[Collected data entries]
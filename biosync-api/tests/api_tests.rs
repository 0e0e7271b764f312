//! HTTP-level tests for the specimen API router

use axum::body::{to_bytes, Body};
use axum::http::{Request, StatusCode};
use biosync_api::{build_router, AppState};
use biosync_common::db::init_memory_database;
use serde_json::{json, Value};
use tower::ServiceExt;

async fn app() -> axum::Router {
    let pool = init_memory_database().await.unwrap();
    sqlx::query("INSERT INTO participants (biobank_id, created_at) VALUES ('Z1234', 0)")
        .execute(&pool)
        .await
        .unwrap();
    build_router(AppState::new(pool))
}

fn json_request(method: &str, uri: &str, body: Value) -> Request<Body> {
    Request::builder()
        .method(method)
        .uri(uri)
        .header("content-type", "application/json")
        .body(Body::from(body.to_string()))
        .unwrap()
}

async fn body_json(response: axum::response::Response) -> Value {
    let bytes = to_bytes(response.into_body(), usize::MAX).await.unwrap();
    serde_json::from_slice(&bytes).unwrap()
}

#[tokio::test]
async fn test_health() {
    let app = app().await;
    let response = app
        .oneshot(Request::get("/health").body(Body::empty()).unwrap())
        .await
        .unwrap();
    assert_eq!(response.status(), StatusCode::OK);
}

#[tokio::test]
async fn test_upsert_then_get_specimen() {
    let app = app().await;

    let response = app
        .clone()
        .oneshot(json_request(
            "POST",
            "/api/specimens",
            json!({
                "rlimsID": "sp-http",
                "orderID": "ord-1",
                "participantID": "Z1234",
                "testcode": "1ED04"
            }),
        ))
        .await
        .unwrap();
    assert_eq!(response.status(), StatusCode::OK);
    let body = body_json(response).await;
    assert_eq!(body["rlimsID"], "sp-http");

    let response = app
        .oneshot(
            Request::get("/api/specimens/sp-http")
                .body(Body::empty())
                .unwrap(),
        )
        .await
        .unwrap();
    assert_eq!(response.status(), StatusCode::OK);
    let body = body_json(response).await;
    assert_eq!(body["testcode"], "1ED04");
    assert!(body["aliquots"].is_null());
}

#[tokio::test]
async fn test_get_unknown_specimen_is_404() {
    let app = app().await;
    let response = app
        .oneshot(
            Request::get("/api/specimens/missing")
                .body(Body::empty())
                .unwrap(),
        )
        .await
        .unwrap();
    assert_eq!(response.status(), StatusCode::NOT_FOUND);
}

#[tokio::test]
async fn test_upsert_validation_is_400() {
    let app = app().await;
    let response = app
        .oneshot(json_request(
            "POST",
            "/api/specimens",
            json!({"rlimsID": "sp-bad"}),
        ))
        .await
        .unwrap();
    assert_eq!(response.status(), StatusCode::BAD_REQUEST);
    let body = body_json(response).await;
    assert_eq!(body["error"], "Missing fields: orderID, participantID, testcode");
}

#[tokio::test]
async fn test_batch_upsert_reports_inline_errors() {
    let app = app().await;
    let response = app
        .oneshot(json_request(
            "POST",
            "/api/specimens",
            json!([
                {"rlimsID": "sp-a", "orderID": "o", "participantID": "Z1234", "testcode": "t"},
                {"rlimsID": "sp-b"}
            ]),
        ))
        .await
        .unwrap();
    assert_eq!(response.status(), StatusCode::OK);
    let body = body_json(response).await;
    assert_eq!(body["summary"]["total_received"], 2);
    assert_eq!(body["summary"]["success_count"], 1);
    assert_eq!(body["errors"][0]["rlimsID"], "sp-b");
}

#[tokio::test]
async fn test_status_put_404_when_target_missing() {
    let app = app().await;
    let response = app
        .oneshot(json_request(
            "PUT",
            "/api/samples/missing/status",
            json!({"status": "In Circulation"}),
        ))
        .await
        .unwrap();
    assert_eq!(response.status(), StatusCode::NOT_FOUND);
}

:: WHAT YOU HAVE TO DO ::
Gather up the lines containing the word "tests" from these records and copy them.

:: RESPONSE BOX ::
filename biosync-api/tests/api_tests.rs
//! HTTP-level tests for the specimen API router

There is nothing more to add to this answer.